# What you should do
Go through the lines below, tally those that include the word "self", and give only the tally.

# Dataset content
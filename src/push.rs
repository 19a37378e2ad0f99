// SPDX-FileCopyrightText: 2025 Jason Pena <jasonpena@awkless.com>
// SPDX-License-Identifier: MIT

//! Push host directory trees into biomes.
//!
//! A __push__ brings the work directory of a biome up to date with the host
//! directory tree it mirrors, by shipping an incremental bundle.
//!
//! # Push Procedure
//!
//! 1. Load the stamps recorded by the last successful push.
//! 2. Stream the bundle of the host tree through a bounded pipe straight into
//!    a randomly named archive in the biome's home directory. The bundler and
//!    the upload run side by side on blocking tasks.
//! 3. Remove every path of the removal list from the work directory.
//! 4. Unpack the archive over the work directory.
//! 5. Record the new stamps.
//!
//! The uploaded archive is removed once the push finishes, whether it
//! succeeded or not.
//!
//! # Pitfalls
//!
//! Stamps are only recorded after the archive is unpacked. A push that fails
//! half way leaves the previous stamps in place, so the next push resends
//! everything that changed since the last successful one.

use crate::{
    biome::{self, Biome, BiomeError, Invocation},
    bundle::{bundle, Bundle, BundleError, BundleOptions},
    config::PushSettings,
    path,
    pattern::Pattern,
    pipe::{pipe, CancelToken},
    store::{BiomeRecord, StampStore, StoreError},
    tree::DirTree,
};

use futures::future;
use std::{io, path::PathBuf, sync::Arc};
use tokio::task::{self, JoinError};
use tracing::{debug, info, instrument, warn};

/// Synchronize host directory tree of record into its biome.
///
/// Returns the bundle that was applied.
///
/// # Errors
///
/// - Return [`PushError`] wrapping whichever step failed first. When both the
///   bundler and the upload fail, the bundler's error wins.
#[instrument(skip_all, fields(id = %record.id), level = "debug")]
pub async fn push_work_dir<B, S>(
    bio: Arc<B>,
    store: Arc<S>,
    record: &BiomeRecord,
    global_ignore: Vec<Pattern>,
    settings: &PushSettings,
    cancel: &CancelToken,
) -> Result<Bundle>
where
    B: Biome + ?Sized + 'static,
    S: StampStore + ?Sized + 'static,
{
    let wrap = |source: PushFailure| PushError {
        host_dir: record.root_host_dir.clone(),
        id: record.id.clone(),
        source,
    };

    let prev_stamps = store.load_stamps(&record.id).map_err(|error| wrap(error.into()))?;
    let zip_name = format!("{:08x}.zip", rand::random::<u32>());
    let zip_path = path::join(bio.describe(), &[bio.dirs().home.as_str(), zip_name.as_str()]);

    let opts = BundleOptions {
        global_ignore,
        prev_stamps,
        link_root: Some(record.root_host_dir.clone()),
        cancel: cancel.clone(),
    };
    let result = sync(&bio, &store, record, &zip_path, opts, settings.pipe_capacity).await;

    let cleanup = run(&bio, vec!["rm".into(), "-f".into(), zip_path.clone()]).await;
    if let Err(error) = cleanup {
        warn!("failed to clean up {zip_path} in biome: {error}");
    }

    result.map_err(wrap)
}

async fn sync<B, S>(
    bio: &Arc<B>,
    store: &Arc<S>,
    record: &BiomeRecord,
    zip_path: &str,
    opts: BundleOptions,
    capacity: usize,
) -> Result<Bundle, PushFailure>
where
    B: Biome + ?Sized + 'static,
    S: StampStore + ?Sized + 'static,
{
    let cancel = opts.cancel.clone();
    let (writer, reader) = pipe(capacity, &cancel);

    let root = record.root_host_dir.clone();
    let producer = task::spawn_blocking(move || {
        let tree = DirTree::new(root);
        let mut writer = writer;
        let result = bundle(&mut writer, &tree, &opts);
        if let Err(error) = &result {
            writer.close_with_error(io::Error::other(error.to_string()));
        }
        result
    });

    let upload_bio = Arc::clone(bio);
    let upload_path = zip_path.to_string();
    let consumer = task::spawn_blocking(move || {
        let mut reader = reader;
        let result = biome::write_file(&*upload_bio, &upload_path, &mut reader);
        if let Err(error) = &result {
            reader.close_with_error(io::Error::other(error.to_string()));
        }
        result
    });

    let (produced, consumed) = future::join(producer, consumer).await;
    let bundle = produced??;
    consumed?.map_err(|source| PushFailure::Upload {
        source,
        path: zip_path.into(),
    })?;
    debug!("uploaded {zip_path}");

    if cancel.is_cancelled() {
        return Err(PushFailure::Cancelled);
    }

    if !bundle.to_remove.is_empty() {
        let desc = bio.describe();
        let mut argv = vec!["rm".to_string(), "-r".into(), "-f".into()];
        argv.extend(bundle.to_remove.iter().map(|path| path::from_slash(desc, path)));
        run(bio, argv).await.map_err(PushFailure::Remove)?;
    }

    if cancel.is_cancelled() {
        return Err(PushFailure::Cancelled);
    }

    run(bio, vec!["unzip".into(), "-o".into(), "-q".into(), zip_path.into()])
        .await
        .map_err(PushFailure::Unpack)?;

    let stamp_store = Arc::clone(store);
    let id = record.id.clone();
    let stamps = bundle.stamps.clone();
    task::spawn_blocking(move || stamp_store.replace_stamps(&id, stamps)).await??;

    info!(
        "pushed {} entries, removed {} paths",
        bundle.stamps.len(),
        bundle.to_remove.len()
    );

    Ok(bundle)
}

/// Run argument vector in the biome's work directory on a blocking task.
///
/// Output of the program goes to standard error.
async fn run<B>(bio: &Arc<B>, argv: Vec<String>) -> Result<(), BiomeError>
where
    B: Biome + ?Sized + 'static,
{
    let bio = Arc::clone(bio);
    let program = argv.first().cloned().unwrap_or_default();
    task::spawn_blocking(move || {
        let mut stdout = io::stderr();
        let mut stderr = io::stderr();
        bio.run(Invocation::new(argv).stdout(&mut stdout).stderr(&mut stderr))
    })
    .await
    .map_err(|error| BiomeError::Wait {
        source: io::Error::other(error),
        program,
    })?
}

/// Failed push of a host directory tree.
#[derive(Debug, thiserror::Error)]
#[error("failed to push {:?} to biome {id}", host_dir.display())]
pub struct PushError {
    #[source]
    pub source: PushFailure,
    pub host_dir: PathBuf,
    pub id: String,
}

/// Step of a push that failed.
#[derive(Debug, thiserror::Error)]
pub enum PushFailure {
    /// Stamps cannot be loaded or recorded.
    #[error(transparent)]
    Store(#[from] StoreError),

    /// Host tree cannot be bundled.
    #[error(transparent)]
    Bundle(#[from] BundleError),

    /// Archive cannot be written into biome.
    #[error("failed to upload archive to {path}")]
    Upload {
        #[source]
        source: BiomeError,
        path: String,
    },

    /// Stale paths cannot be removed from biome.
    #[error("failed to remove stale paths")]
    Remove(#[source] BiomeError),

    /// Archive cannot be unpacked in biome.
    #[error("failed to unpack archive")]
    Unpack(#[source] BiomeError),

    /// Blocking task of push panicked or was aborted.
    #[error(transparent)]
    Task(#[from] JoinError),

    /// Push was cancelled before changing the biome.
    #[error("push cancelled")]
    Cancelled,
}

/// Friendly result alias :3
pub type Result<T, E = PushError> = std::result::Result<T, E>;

# Output of the exercise
2